Required work: All of the entries are to be returned word for word.

Collected data:
★ ★ ★ ★ ★ ★ ★

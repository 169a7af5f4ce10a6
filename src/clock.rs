//! Clock abstraction so time-window rules are testable without sleeps.

use std::sync::{Arc, Mutex};

use chrono::{DateTime, Utc};

/// Source of "now" for creation timestamps and window checks.
pub trait TimeProvider: Send + Sync {
    fn now(&self) -> DateTime<Utc>;
}

/// System clock, the production default.
#[derive(Debug, Clone, Copy, Default)]
pub struct SystemTimeProvider;

impl TimeProvider for SystemTimeProvider {
    fn now(&self) -> DateTime<Utc> {
        Utc::now()
    }
}

/// Manually driven clock for deterministic tests. Clones share the same
/// instant, so a test can keep one handle and advance the clock a service
/// is already holding.
#[derive(Clone)]
pub struct ManualTimeProvider {
    current: Arc<Mutex<DateTime<Utc>>>,
}

impl ManualTimeProvider {
    pub fn new(start: DateTime<Utc>) -> Self {
        Self {
            current: Arc::new(Mutex::new(start)),
        }
    }

    /// Jump to a specific instant.
    pub fn set(&self, time: DateTime<Utc>) {
        match self.current.lock() {
            Ok(mut current) => *current = time,
            Err(poisoned) => *poisoned.into_inner() = time,
        }
    }

    /// Move the clock forward (or backward, with a negative duration).
    pub fn advance(&self, duration: chrono::Duration) {
        match self.current.lock() {
            Ok(mut current) => *current += duration,
            Err(poisoned) => *poisoned.into_inner() += duration,
        }
    }
}

impl TimeProvider for ManualTimeProvider {
    fn now(&self) -> DateTime<Utc> {
        match self.current.lock() {
            Ok(current) => *current,
            Err(poisoned) => *poisoned.into_inner(),
        }
    }
}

★ ★ ★ ★ ★ ★ ★

Exercise response:
repository 169a7af5f4ce10a6
filename src/clock.rs
//! Clock abstraction so time-window rules are testable without sleeps.

use std::sync::{Arc, Mutex};

use chrono::{DateTime, Utc};

/// Source of "now" for creation timestamps and window checks.
pub trait TimeProvider: Send + Sync {
    fn now(&self) -> DateTime<Utc>;
}

/// System clock, the production default.
#[derive(Debug, Clone, Copy, Default)]
pub struct SystemTimeProvider;

impl TimeProvider for SystemTimeProvider {
    fn now(&self) -> DateTime<Utc> {
        Utc::now()
    }
}

/// Manually driven clock for deterministic tests. Clones share the same
/// instant, so a test can keep one handle and advance the clock a service
/// is already holding.
#[derive(Clone)]
pub struct ManualTimeProvider {
    current: Arc<Mutex<DateTime<Utc>>>,
}

impl ManualTimeProvider {
    pub fn new(start: DateTime<Utc>) -> Self {
        Self {
            current: Arc::new(Mutex::new(start)),
        }
    }

    /// Jump to a specific instant.
    pub fn set(&self, time: DateTime<Utc>) {
        match self.current.lock() {
            Ok(mut current) => *current = time,
            Err(poisoned) => *poisoned.into_inner() = time,
        }
    }

    /// Move the clock forward (or backward, with a negative duration).
    pub fn advance(&self, duration: chrono::Duration) {
        match self.current.lock() {
            Ok(mut current) => *current += duration,
            Err(poisoned) => *poisoned.into_inner() += duration,
        }
    }
}

impl TimeProvider for ManualTimeProvider {
    fn now(&self) -> DateTime<Utc> {
        match self.current.lock() {
            Ok(current) => *current,
            Err(poisoned) => *poisoned.into_inner(),
        }
    }
}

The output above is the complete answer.